What the task requires:
Give back every record below precisely as written.

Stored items
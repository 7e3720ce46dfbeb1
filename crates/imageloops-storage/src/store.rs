use async_trait::async_trait;
use chrono::{DateTime, Utc};
use std::io::ErrorKind;
use std::path::{Path, PathBuf};
use thiserror::Error;
use tokio::io::AsyncWriteExt;
use tracing::debug;

use crate::sanitize::{path_component, prompt_prefix};

/// Upper bound on `_N` suffixes tried before giving up on a destination.
const MAX_COLLISION_SUFFIX: usize = 1000;

#[derive(Error, Debug)]
pub enum StoreError {
    #[error("Failed to create directory {}: {source}", .path.display())]
    CreateDir {
        path: PathBuf,
        source: std::io::Error,
    },

    #[error("Failed to write artifact {}: {source}", .path.display())]
    Write {
        path: PathBuf,
        source: std::io::Error,
    },

    #[error("No free file name left for {}", .0.display())]
    Exhausted(PathBuf),

    #[error("Refusing to store empty artifact at {}", .0.display())]
    Empty(PathBuf),
}

/// Durable storage for generated image bytes
#[async_trait]
pub trait ArtifactStore: Send + Sync {
    /// Directory artifacts land in
    fn root(&self) -> &Path;

    /// Derive the destination for an artifact of `prompt` created at `created_at`.
    fn destination_for(&self, prompt: &str, created_at: DateTime<Utc>, extension: &str) -> PathBuf {
        let stem = format!(
            "{}_{}",
            prompt_prefix(prompt),
            created_at.format("%Y%m%d%H%M%S")
        );
        self.root().join(format!("{}.{}", stem, extension))
    }

    /// Write `bytes` at `destination`, never overwriting an existing file.
    ///
    /// Returns the path actually written, which differs from `destination`
    /// when that name was already taken.
    async fn persist(&self, bytes: &[u8], destination: &Path) -> Result<PathBuf, StoreError>;
}

/// Filesystem-backed artifact store
#[derive(Debug, Clone)]
pub struct FsArtifactStore {
    root: PathBuf,
}

impl FsArtifactStore {
    pub fn new(root: PathBuf) -> Self {
        Self { root }
    }

    /// Store rooted at `{output_root}/{sanitized prompt prefix}`
    pub fn for_prompt(output_root: &Path, prompt: &str) -> Self {
        Self::new(output_root.join(path_component(prompt)))
    }

    /// Create the root directory (and parents) if missing.
    pub async fn ensure_root(&self) -> Result<(), StoreError> {
        tokio::fs::create_dir_all(&self.root)
            .await
            .map_err(|source| StoreError::CreateDir {
                path: self.root.clone(),
                source,
            })
    }

    async fn write_new(path: &Path, bytes: &[u8]) -> std::io::Result<()> {
        let mut file = tokio::fs::OpenOptions::new()
            .write(true)
            .create_new(true)
            .open(path)
            .await?;
        file.write_all(bytes).await?;
        file.flush().await
    }
}

#[async_trait]
impl ArtifactStore for FsArtifactStore {
    fn root(&self) -> &Path {
        &self.root
    }

    async fn persist(&self, bytes: &[u8], destination: &Path) -> Result<PathBuf, StoreError> {
        if bytes.is_empty() {
            return Err(StoreError::Empty(destination.to_path_buf()));
        }

        if let Some(parent) = destination.parent() {
            tokio::fs::create_dir_all(parent)
                .await
                .map_err(|source| StoreError::CreateDir {
                    path: parent.to_path_buf(),
                    source,
                })?;
        }

        for attempt in 0..=MAX_COLLISION_SUFFIX {
            let candidate = if attempt == 0 {
                destination.to_path_buf()
            } else {
                with_suffix(destination, attempt)
            };

            match Self::write_new(&candidate, bytes).await {
                Ok(()) => {
                    debug!(path = %candidate.display(), bytes = bytes.len(), "Artifact persisted");
                    return Ok(candidate);
                }
                Err(e) if e.kind() == ErrorKind::AlreadyExists => continue,
                Err(source) => {
                    return Err(StoreError::Write {
                        path: candidate,
                        source,
                    })
                }
            }
        }

        Err(StoreError::Exhausted(destination.to_path_buf()))
    }
}

/// `dir/name.ext` -> `dir/name_N.ext`
fn with_suffix(path: &Path, n: usize) -> PathBuf {
    let stem = path
        .file_stem()
        .map(|s| s.to_string_lossy().into_owned())
        .unwrap_or_default();
    let name = match path.extension() {
        Some(ext) => format!("{}_{}.{}", stem, n, ext.to_string_lossy()),
        None => format!("{}_{}", stem, n),
    };
    path.with_file_name(name)
}

#[cfg(test)]
mod tests {
    use super::*;
    use chrono::TimeZone;

    #[test]
    fn test_destination_uses_prefix_and_timestamp() {
        let store = FsArtifactStore::new(PathBuf::from("/out/run"));
        let at = Utc.with_ymd_and_hms(2024, 2, 18, 13, 55, 43).unwrap();
        let dest = store.destination_for("Heavy rain, low visibility, 40s", at, "png");
        assert_eq!(
            dest,
            PathBuf::from("/out/run/Heavy_rain_low_visibility_40s_20240218135543.png")
        );
    }

    #[test]
    fn test_for_prompt_nests_run_directory() {
        let store = FsArtifactStore::for_prompt(Path::new("/out"), "Sunny, 72°");
        assert_eq!(store.root(), Path::new("/out/Sunny_72"));
    }

    #[test]
    fn test_with_suffix() {
        assert_eq!(
            with_suffix(Path::new("/a/img.png"), 2),
            PathBuf::from("/a/img_2.png")
        );
        assert_eq!(with_suffix(Path::new("/a/img"), 1), PathBuf::from("/a/img_1"));
    }
}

Exercise response:
repository 7e3720ce46dfbeb1
filename crates/imageloops-storage/src/store.rs
use async_trait::async_trait;
use chrono::{DateTime, Utc};
use std::io::ErrorKind;
use std::path::{Path, PathBuf};
use thiserror::Error;
use tokio::io::AsyncWriteExt;
use tracing::debug;

use crate::sanitize::{path_component, prompt_prefix};

/// Upper bound on `_N` suffixes tried before giving up on a destination.
const MAX_COLLISION_SUFFIX: usize = 1000;

#[derive(Error, Debug)]
pub enum StoreError {
    #[error("Failed to create directory {}: {source}", .path.display())]
    CreateDir {
        path: PathBuf,
        source: std::io::Error,
    },

    #[error("Failed to write artifact {}: {source}", .path.display())]
    Write {
        path: PathBuf,
        source: std::io::Error,
    },

    #[error("No free file name left for {}", .0.display())]
    Exhausted(PathBuf),

    #[error("Refusing to store empty artifact at {}", .0.display())]
    Empty(PathBuf),
}

/// Durable storage for generated image bytes
#[async_trait]
pub trait ArtifactStore: Send + Sync {
    /// Directory artifacts land in
    fn root(&self) -> &Path;

    /// Derive the destination for an artifact of `prompt` created at `created_at`.
    fn destination_for(&self, prompt: &str, created_at: DateTime<Utc>, extension: &str) -> PathBuf {
        let stem = format!(
            "{}_{}",
            prompt_prefix(prompt),
            created_at.format("%Y%m%d%H%M%S")
        );
        self.root().join(format!("{}.{}", stem, extension))
    }

    /// Write `bytes` at `destination`, never overwriting an existing file.
    ///
    /// Returns the path actually written, which differs from `destination`
    /// when that name was already taken.
    async fn persist(&self, bytes: &[u8], destination: &Path) -> Result<PathBuf, StoreError>;
}

/// Filesystem-backed artifact store
#[derive(Debug, Clone)]
pub struct FsArtifactStore {
    root: PathBuf,
}

impl FsArtifactStore {
    pub fn new(root: PathBuf) -> Self {
        Self { root }
    }

    /// Store rooted at `{output_root}/{sanitized prompt prefix}`
    pub fn for_prompt(output_root: &Path, prompt: &str) -> Self {
        Self::new(output_root.join(path_component(prompt)))
    }

    /// Create the root directory (and parents) if missing.
    pub async fn ensure_root(&self) -> Result<(), StoreError> {
        tokio::fs::create_dir_all(&self.root)
            .await
            .map_err(|source| StoreError::CreateDir {
                path: self.root.clone(),
                source,
            })
    }

    async fn write_new(path: &Path, bytes: &[u8]) -> std::io::Result<()> {
        let mut file = tokio::fs::OpenOptions::new()
            .write(true)
            .create_new(true)
            .open(path)
            .await?;
        file.write_all(bytes).await?;
        file.flush().await
    }
}

#[async_trait]
impl ArtifactStore for FsArtifactStore {
    fn root(&self) -> &Path {
        &self.root
    }

    async fn persist(&self, bytes: &[u8], destination: &Path) -> Result<PathBuf, StoreError> {
        if bytes.is_empty() {
            return Err(StoreError::Empty(destination.to_path_buf()));
        }

        if let Some(parent) = destination.parent() {
            tokio::fs::create_dir_all(parent)
                .await
                .map_err(|source| StoreError::CreateDir {
                    path: parent.to_path_buf(),
                    source,
                })?;
        }

        for attempt in 0..=MAX_COLLISION_SUFFIX {
            let candidate = if attempt == 0 {
                destination.to_path_buf()
            } else {
                with_suffix(destination, attempt)
            };

            match Self::write_new(&candidate, bytes).await {
                Ok(()) => {
                    debug!(path = %candidate.display(), bytes = bytes.len(), "Artifact persisted");
                    return Ok(candidate);
                }
                Err(e) if e.kind() == ErrorKind::AlreadyExists => continue,
                Err(source) => {
                    return Err(StoreError::Write {
                        path: candidate,
                        source,
                    })
                }
            }
        }

        Err(StoreError::Exhausted(destination.to_path_buf()))
    }
}

/// `dir/name.ext` -> `dir/name_N.ext`
fn with_suffix(path: &Path, n: usize) -> PathBuf {
    let stem = path
        .file_stem()
        .map(|s| s.to_string_lossy().into_owned())
        .unwrap_or_default();
    let name = match path.extension() {
        Some(ext) => format!("{}_{}.{}", stem, n, ext.to_string_lossy()),
        None => format!("{}_{}", stem, n),
    };
    path.with_file_name(name)
}

#[cfg(test)]
mod tests {
    use super::*;
    use chrono::TimeZone;

    #[test]
    fn test_destination_uses_prefix_and_timestamp() {
        let store = FsArtifactStore::new(PathBuf::from("/out/run"));
        let at = Utc.with_ymd_and_hms(2024, 2, 18, 13, 55, 43).unwrap();
        let dest = store.destination_for("Heavy rain, low visibility, 40s", at, "png");
        assert_eq!(
            dest,
            PathBuf::from("/out/run/Heavy_rain_low_visibility_40s_20240218135543.png")
        );
    }

    #[test]
    fn test_for_prompt_nests_run_directory() {
        let store = FsArtifactStore::for_prompt(Path::new("/out"), "Sunny, 72°");
        assert_eq!(store.root(), Path::new("/out/Sunny_72"));
    }

    #[test]
    fn test_with_suffix() {
        assert_eq!(
            with_suffix(Path::new("/a/img.png"), 2),
            PathBuf::from("/a/img_2.png")
        );
        assert_eq!(with_suffix(Path::new("/a/img"), 1), PathBuf::from("/a/img_1"));
    }
}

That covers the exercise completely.